**Task description:**
Among the entries below, how many lines hold "UserStatus"? Only the number is wanted.

(Stored items from a collection)
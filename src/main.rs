use kanban_api::database::DatabaseManager;
use kanban_api::{app, config, scheduler};
use tracing_subscriber::EnvFilter;

#[tokio::main]
async fn main() -> anyhow::Result<()> {
    // Load .env if present so cargo run picks up DATABASE_URL, JWT_SECRET, etc.
    let _ = dotenvy::dotenv();

    tracing_subscriber::fmt()
        .with_env_filter(
            EnvFilter::try_from_default_env()
                .unwrap_or_else(|_| EnvFilter::new("kanban_api=info,tower_http=info")),
        )
        .init();

    // Initialize configuration (this loads the config singleton)
    let config = config::config();
    tracing::info!("Starting Kanban API in {:?} mode", config.environment);

    if config.database.run_migrations {
        if let Err(e) = DatabaseManager::migrate().await {
            tracing::warn!("Skipping migrations: {}", e);
        }
    }

    let scheduler = match scheduler::start().await {
        Ok(scheduler) => scheduler,
        Err(e) => {
            tracing::error!("Scheduler failed to start: {}", e);
            None
        }
    };

    let bind_addr = format!("{}:{}", config.server.host, config.server.port);
    let listener = tokio::net::TcpListener::bind(&bind_addr).await?;

    tracing::info!("Kanban API listening on http://{}", bind_addr);

    axum::serve(listener, app::app())
        .with_graceful_shutdown(shutdown_signal())
        .await?;

    if let Some(scheduler) = scheduler {
        scheduler::stop(scheduler).await;
    }
    DatabaseManager::close().await;

    Ok(())
}

async fn shutdown_signal() {
    let ctrl_c = async {
        if let Err(e) = tokio::signal::ctrl_c().await {
            tracing::error!("Failed to listen for ctrl-c: {}", e);
        }
    };

    #[cfg(unix)]
    let terminate = async {
        match tokio::signal::unix::signal(tokio::signal::unix::SignalKind::terminate()) {
            Ok(mut signal) => {
                signal.recv().await;
            }
            Err(e) => tracing::error!("Failed to listen for SIGTERM: {}", e),
        }
    };

    #[cfg(not(unix))]
    let terminate = std::future::pending::<()>();

    tokio::select! {
        _ = ctrl_c => {},
        _ = terminate => {},
    }

    tracing::info!("Shutdown signal received");
}
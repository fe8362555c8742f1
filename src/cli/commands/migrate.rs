use crate::cli::utils::output_success;
use crate::cli::OutputFormat;
use crate::database::DatabaseManager;

pub async fn handle(output_format: OutputFormat) -> anyhow::Result<()> {
    DatabaseManager::migrate().await?;
    DatabaseManager::close().await;
    output_success(&output_format, "Migrations applied", None)
}
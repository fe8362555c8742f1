// handlers/public/mod.rs - Public handlers (no authentication required)
//
// Security Level: None
// Routes: /, /health, /v1/status, /v1/auth/*
// Middleware: global layers only (trace, CORS, body limit)

pub mod auth;
pub mod status;
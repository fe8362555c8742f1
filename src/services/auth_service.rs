use serde::{Deserialize, Serialize};
use sqlx::PgPool;
use uuid::Uuid;

use super::user_service::duplicate_email;
use super::validation;
use crate::auth::{generate_jwt, hash_password, verify_password, Claims};
use crate::database::manager::DatabaseManager;
use crate::database::models::User;
use crate::error::ApiError;
use crate::types::{UserStatus, UserType};

#[derive(Debug, Deserialize)]
pub struct RegisterRequest {
    pub name: String,
    pub email: String,
    pub password: String,
}

#[derive(Debug, Deserialize)]
pub struct LoginRequest {
    pub email: String,
    pub password: String,
}

impl RegisterRequest {
    /// Normalized `(name, email)`
    pub fn validate(&self) -> Result<(String, String), ApiError> {
        let name = validation::title("name", &self.name, 1, 255)?;
        let email = validation::email(&self.email)?;
        validation::password("password", &self.password)?;
        Ok((name, email))
    }
}

impl LoginRequest {
    /// Normalized email
    pub fn validate(&self) -> Result<String, ApiError> {
        let email = self.email.trim().to_lowercase();
        if email.is_empty() || self.password.is_empty() {
            return Err(ApiError::validation_error("Email and password are required", None));
        }
        Ok(email)
    }
}

#[derive(Debug, Serialize)]
pub struct AuthPayload {
    pub user: User,
    pub token: String,
}

pub struct AuthService {
    pool: PgPool,
}

impl AuthService {
    pub async fn new() -> Result<Self, ApiError> {
        let pool = DatabaseManager::pool().await?;
        Ok(Self { pool })
    }

    pub async fn register(&self, request: RegisterRequest) -> Result<AuthPayload, ApiError> {
        let (name, email) = request.validate()?;

        let user = sqlx::query_as::<_, User>(
            r#"
            INSERT INTO users (id, name, email, password_hash, user_type, status)
            VALUES ($1, $2, $3, $4, $5, $6)
            RETURNING *
            "#,
        )
        .bind(Uuid::new_v4())
        .bind(&name)
        .bind(&email)
        .bind(hash_password(&request.password))
        .bind(UserType::Staff.as_str())
        .bind(UserStatus::Online.as_str())
        .fetch_one(&self.pool)
        .await
        .map_err(duplicate_email)?;

        tracing::info!("Registered user {} <{}>", user.id, user.email);
        issue(user)
    }

    pub async fn login(&self, request: LoginRequest) -> Result<AuthPayload, ApiError> {
        let email = request.validate()?;

        let user = sqlx::query_as::<_, User>("SELECT * FROM users WHERE email = $1 AND deleted_at IS NULL")
            .bind(&email)
            .fetch_optional(&self.pool)
            .await?
            .ok_or_else(|| ApiError::not_found("User not found"))?;

        if !verify_password(&request.password, &user.password_hash) {
            tracing::warn!("Failed login for {}", email);
            return Err(ApiError::unauthorized("Invalid email or password"));
        }

        match user.account_status() {
            Some(UserStatus::Banned) => return Err(ApiError::forbidden("Account has been banned")),
            Some(UserStatus::Disabled) => return Err(ApiError::forbidden("Account has been disabled")),
            _ => {}
        }

        tracing::info!("User {} logged in", user.id);
        issue(user)
    }
}

fn issue(user: User) -> Result<AuthPayload, ApiError> {
    let claims = Claims::new(user.id, user.email.clone(), user.user_type.clone());
    let token = generate_jwt(&claims)?;
    Ok(AuthPayload { user, token })
}

#[cfg(test)]
mod tests {
    use super::*;

    #[test]
    fn login_requires_both_fields() {
        let request = LoginRequest { email: " Ann@Example.com ".into(), password: "secret1".into() };
        assert_eq!(request.validate().unwrap(), "ann@example.com");

        let missing = LoginRequest { email: "ann@example.com".into(), password: String::new() };
        assert_eq!(missing.validate().unwrap_err().error_code(), "VALIDATION_ERROR");
    }

    #[test]
    fn register_checks_password_length() {
        let request = RegisterRequest { name: "Ann".into(), email: "ann@example.com".into(), password: "12345".into() };
        assert_eq!(request.validate().unwrap_err().status_code(), 400);
    }
}
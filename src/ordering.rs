//! Stored order arrays versus live rows.
//!
//! Boards, lists and users persist the display order of their children as an
//! array of ids. The array is never trusted to be complete or current: rows may
//! have been deleted, archived or created elsewhere since it was last written.
//! `reconcile` merges the two so every live row appears exactly once.

use std::collections::{HashMap, HashSet};
use std::hash::Hash;

/// Order `items` by `order_ids`, then append the rest in their original order.
///
/// Ids in `order_ids` with no live item are skipped and repeated ids count
/// once. The result is always a permutation of `items`.
pub fn reconcile<T, K, F>(order_ids: &[K], items: Vec<T>, key: F) -> Vec<T>
where
    K: Eq + Hash + Copy,
    F: Fn(&T) -> K,
{
    let mut slots: Vec<Option<T>> = items.into_iter().map(Some).collect();
    let mut index: HashMap<K, Vec<usize>> = HashMap::new();
    for (i, slot) in slots.iter().enumerate() {
        if let Some(item) = slot {
            index.entry(key(item)).or_default().push(i);
        }
    }

    let mut ordered = Vec::with_capacity(slots.len());
    let mut seen = HashSet::new();
    for id in order_ids {
        if !seen.insert(*id) {
            continue;
        }
        if let Some(positions) = index.get(id) {
            for &i in positions {
                if let Some(item) = slots[i].take() {
                    ordered.push(item);
                }
            }
        }
    }

    ordered.extend(slots.into_iter().flatten());
    ordered
}

/// Stable partition moving completed items after the others
pub fn completed_last<T, F>(items: Vec<T>, is_completed: F) -> Vec<T>
where
    F: Fn(&T) -> bool,
{
    let (done, open): (Vec<T>, Vec<T>) = items.into_iter().partition(|item| is_completed(item));
    open.into_iter().chain(done).collect()
}

/// Drop repeated ids, keeping first occurrences
pub fn dedup<K: Eq + Hash + Copy>(ids: &[K]) -> Vec<K> {
    let mut seen = HashSet::new();
    ids.iter().copied().filter(|id| seen.insert(*id)).collect()
}

/// Remove `id` from `order`
pub fn remove_id<K: Eq + Copy>(order: &mut Vec<K>, id: K) {
    order.retain(|existing| *existing != id);
}

/// Insert `id` at `index` (clamped to the end), removing any earlier occurrence
pub fn insert_id<K: Eq + Copy>(order: &mut Vec<K>, id: K, index: Option<usize>) {
    remove_id(order, id);
    let at = index.unwrap_or(order.len()).min(order.len());
    order.insert(at, id);
}

/// Insert `id` right after `anchor`, or at the end when `anchor` is absent
pub fn insert_after<K: Eq + Copy>(order: &mut Vec<K>, id: K, anchor: K) {
    remove_id(order, id);
    let at = order
        .iter()
        .position(|existing| *existing == anchor)
        .map(|i| i + 1)
        .unwrap_or(order.len());
    order.insert(at, id);
}
//! Search and advanced filters for the cross-board "my cards" view.
//!
//! Filtering runs in memory over the cards one user is assigned to.

pub mod error;
pub mod evaluate;
pub mod types;
pub mod user_cards;

pub use error::FilterError;
pub use evaluate::{evaluate, matches_search};
pub use types::*;
pub use user_cards::{arrange_user_cards, UserCardPage};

**Reply:**
4